Pro-China rebels shut down Baptist churches, arrest Baptist pastors and expel Catholic nuns
The United Wa State Army (UWSA) detained 92 pastors, closed all Protestant churches, and forcibly drafted 41 youth, both male and female. Salesian nuns who provided for education and health care in Mong Mau were expelled. For Bishops’ Conference spokesman, “The authorities’ behaviour is wrong.”
Yangon (AsiaNews) – The campaign to suppress Christianity in areas controlled by the United Wa State Army (UWSA) in Shan State continues with crosses removed, three Baptist churches destroyed, 52 closed, 92 pastors arrested and 41 students forcibly enrolled. Myanmar's largest ethnic army also shut down a Catholic mission run by Salesian missionary nuns and ordered the latter’s expulsion.
Rev Lazaru, a spokesman for the ethnic Lahu Baptist community, released a statement yesterday (picture 2) in which he denounces the rebel acts of violence near the city of Mongpauk. In it, he notes that dozens of clergymen were taken into custody, Baptist schools shut down and dozens of students, both male and male, forcibly recruited into the rebel force. To add insult to injury, the people who were detained had their heads shaved.

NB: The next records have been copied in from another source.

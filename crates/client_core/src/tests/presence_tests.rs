use super::*;

#[test]
fn repeated_online_events_keep_one_entry_and_offline_removes_it() {
    let mut presence = PresenceTracker::default();
    assert!(presence.online_users().is_empty());

    presence.user_online("u1".into());
    assert_eq!(presence.online_users(), vec![UserId::from("u1")]);

    presence.user_online("u1".into());
    assert_eq!(presence.online_users(), vec![UserId::from("u1")]);

    presence.user_offline(&"u1".into());
    assert!(presence.online_users().is_empty());
    assert!(!presence.is_online(&"u1".into()));
}

#[test]
fn offline_for_unknown_user_is_harmless() {
    let mut presence = PresenceTracker::default();
    presence.user_offline(&"ghost".into());
    assert!(presence.online_users().is_empty());
}

#[test]
fn typing_start_overwrites_previous_typist() {
    let mut presence = PresenceTracker::default();
    presence.typing_started("c1".into(), "u1".into());
    presence.typing_started("c1".into(), "u2".into());
    assert_eq!(presence.typing_in(&"c1".into()), Some(&UserId::from("u2")));
}

#[test]
fn message_arrival_clears_typing_for_that_conversation_only() {
    let mut presence = PresenceTracker::default();
    presence.typing_started("c1".into(), "u1".into());
    presence.typing_started("c2".into(), "u2".into());

    presence.message_arrived(&"c1".into());

    assert!(presence.typing_in(&"c1".into()).is_none());
    assert_eq!(presence.typing_in(&"c2".into()), Some(&UserId::from("u2")));
}

#[test]
fn typing_stop_clears_conversation_entry() {
    let mut presence = PresenceTracker::default();
    presence.typing_started("c1".into(), "u1".into());
    assert_eq!(
        presence.typing_stopped(&"c1".into()),
        Some(UserId::from("u1"))
    );
    assert!(presence.typing_in(&"c1".into()).is_none());
}

#[test]
fn reset_empties_online_set_and_typing_map() {
    let mut presence = PresenceTracker::default();
    presence.user_online("u1".into());
    presence.typing_started("c1".into(), "u1".into());
    presence.reset();
    assert!(presence.online_users().is_empty());
    assert!(presence.typing_in(&"c1".into()).is_none());
}

#[test]
fn blank_ids_are_ignored() {
    let mut presence = PresenceTracker::default();
    presence.user_online("".into());
    presence.typing_started(" ".into(), "u1".into());
    assert!(presence.online_users().is_empty());
    assert!(presence.typing_in(&" ".into()).is_none());
}
use session_tokens::TokenConfig;

use crate::{api::ChatDirectory, hub::Hub};

#[derive(Clone)]
pub(crate) struct AppState {
    pub(crate) directory: ChatDirectory,
    pub(crate) hub: Hub,
    pub(crate) tokens: TokenConfig,
}

impl AppState {
    pub(crate) fn new(tokens: TokenConfig) -> Self {
        Self {
            directory: ChatDirectory::default(),
            hub: Hub::default(),
            tokens,
        }
    }
}
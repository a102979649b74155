use std::collections::HashMap;

use tracing::trace;

use crate::events::{EventKind, InboundEvent};

pub type EventHandler = Box<dyn FnMut(&InboundEvent) + Send + 'static>;

#[derive(Debug, Clone, Copy, PartialEq, Eq, Hash, PartialOrd, Ord)]
pub struct SubscriptionId(u64);

/// Fans inbound events out to handlers registered per [`EventKind`].
///
/// Handlers run in registration order. There is no deduplication and no
/// automatic cleanup: whoever subscribes must unsubscribe when torn down.
#[derive(Default)]
pub struct EventRouter {
    handlers: HashMap<EventKind, Vec<(SubscriptionId, EventHandler)>>,
    next_id: u64,
}

impl EventRouter {
    pub fn subscribe(&mut self, kind: EventKind, handler: EventHandler) -> SubscriptionId {
        self.next_id += 1;
        let id = SubscriptionId(self.next_id);
        self.handlers.entry(kind).or_default().push((id, handler));
        id
    }

    pub fn unsubscribe(&mut self, kind: EventKind, id: SubscriptionId) -> bool {
        let Some(handlers) = self.handlers.get_mut(&kind) else {
            return false;
        };
        let before = handlers.len();
        handlers.retain(|(existing, _)| *existing != id);
        before != handlers.len()
    }

    pub fn unsubscribe_all(&mut self, kind: EventKind) -> usize {
        self.handlers.remove(&kind).map_or(0, |handlers| handlers.len())
    }

    pub fn handler_count(&self, kind: EventKind) -> usize {
        self.handlers.get(&kind).map_or(0, Vec::len)
    }

    /// Returns how many handlers saw the event; zero means it was dropped.
    pub fn route(&mut self, event: &InboundEvent) -> usize {
        let kind = event.kind();
        let Some(handlers) = self.handlers.get_mut(&kind) else {
            trace!(?kind, "router: no subscribers, dropping event");
            return 0;
        };
        for (_, handler) in handlers.iter_mut() {
            handler(event);
        }
        handlers.len()
    }
}

#[cfg(test)]
mod tests {
    use std::sync::{Arc, Mutex};

    use shared::domain::UserId;

    use super::*;

    fn recorder(log: &Arc<Mutex<Vec<String>>>, tag: &'static str) -> EventHandler {
        let log = Arc::clone(log);
        Box::new(move |event| {
            if let InboundEvent::UserOnline(user_id) = event {
                log.lock().expect("log").push(format!("{tag}:{user_id}"));
            }
        })
    }

    #[test]
    fn handlers_run_in_registration_order() {
        let log = Arc::new(Mutex::new(Vec::new()));
        let mut router = EventRouter::default();
        router.subscribe(EventKind::UserOnline, recorder(&log, "first"));
        router.subscribe(EventKind::UserOnline, recorder(&log, "second"));

        let seen = router.route(&InboundEvent::UserOnline(UserId::from("u1")));

        assert_eq!(seen, 2);
        assert_eq!(*log.lock().expect("log"), vec!["first:u1", "second:u1"]);
    }

    #[test]
    fn unsubscribe_removes_only_that_handler() {
        let log = Arc::new(Mutex::new(Vec::new()));
        let mut router = EventRouter::default();
        let first = router.subscribe(EventKind::UserOnline, recorder(&log, "first"));
        router.subscribe(EventKind::UserOnline, recorder(&log, "second"));

        assert!(router.unsubscribe(EventKind::UserOnline, first));
        assert!(!router.unsubscribe(EventKind::UserOnline, first));
        router.route(&InboundEvent::UserOnline(UserId::from("u1")));

        assert_eq!(*log.lock().expect("log"), vec!["second:u1"]);
    }

    #[test]
    fn unsubscribe_all_leaves_other_kinds_alone() {
        let log = Arc::new(Mutex::new(Vec::new()));
        let mut router = EventRouter::default();
        router.subscribe(EventKind::UserOnline, recorder(&log, "a"));
        router.subscribe(EventKind::UserOnline, recorder(&log, "b"));
        router.subscribe(EventKind::UserOffline, recorder(&log, "c"));

        assert_eq!(router.unsubscribe_all(EventKind::UserOnline), 2);
        assert_eq!(router.handler_count(EventKind::UserOnline), 0);
        assert_eq!(router.handler_count(EventKind::UserOffline), 1);
    }

    #[test]
    fn events_without_subscribers_are_dropped() {
        let mut router = EventRouter::default();
        assert_eq!(
            router.route(&InboundEvent::SendError {
                error: "boom".into()
            }),
            0
        );
    }

    #[test]
    fn duplicate_events_are_delivered_twice() {
        let log = Arc::new(Mutex::new(Vec::new()));
        let mut router = EventRouter::default();
        router.subscribe(EventKind::UserOnline, recorder(&log, "h"));
        let event = InboundEvent::UserOnline(UserId::from("u1"));
        router.route(&event);
        router.route(&event);
        assert_eq!(log.lock().expect("log").len(), 2);
    }
}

Although the UWSA, in the statement announcing its action, used the Chinese term jidujiao, a word that applies to Protestants and evangelical Christians, and not tianzhujiao, used for Catholics, the latter were targeted as well.
The hilly Wa area falls under the Diocese of Lashio, suffragan of Mandalay, and has no Catholic churches. However, at Mong Mau, some Salesian nuns teach and serve as healthcare providers to locals. Last Monday, Wa officials shut down the mission and expelled them.
The Catholic presence in the Wa area is quite recent but very important, said Mariano Soe Naing, spokesperson of the Catholic Bishops’ Conference of Myanmar (CBCM) and head of the latter’s Office for Social Communication (CBCM-OCS).
"In 1991, Wa tribal leaders asked the bishop of Lashio for help from the Catholic Church to develop the territory,” said the clergyman. “The following year we opened schools and clinics with the permission of local authorities. Since then we have been involved with children teaching them to read, write and master the Wa language, the Burmese language and English.”
"Starting in Mong Mau, we built schools in three other locations along the border with China. This is not proselytising. We did all this for the good of tribal people even if there are no Catholics in the areas."
"The Sisters were interrogated by the authorities for the first time on 9 September at their building. Once it was determined that the women religious were working only in the field of education, the officials let them go; in fact, they complimented their work,” Fr Naing said.
All this happened when the first arrests among the Baptists were being carried out. On 16 September, local officials detained five young Catholics from other parts of the country who were helping the Sisters in the mission.
"The young people were taken to the police station,” Fr Naing added. “The agents treated them well, did not harm them and after a few hours released them. On the 23rd, together with their personal belongings, they again took them to the barracks, where they spent the night. The following day, despite the opposition of local villagers, the youth and the nuns were ordered to leave Mong Mau and return to Lashio."
"The authorities know who the Catholics are and what they do. They know that we do not want to convert anyone. Their behaviour is wrong. First, they invite us and then they throw us out without any explanations,” said the CBCB spokesman.
For his part, Card Bo, archbishop of Yangon and a Salesian, visited the nuns on Wednesday. He celebrated Mass with them and listened to their stories.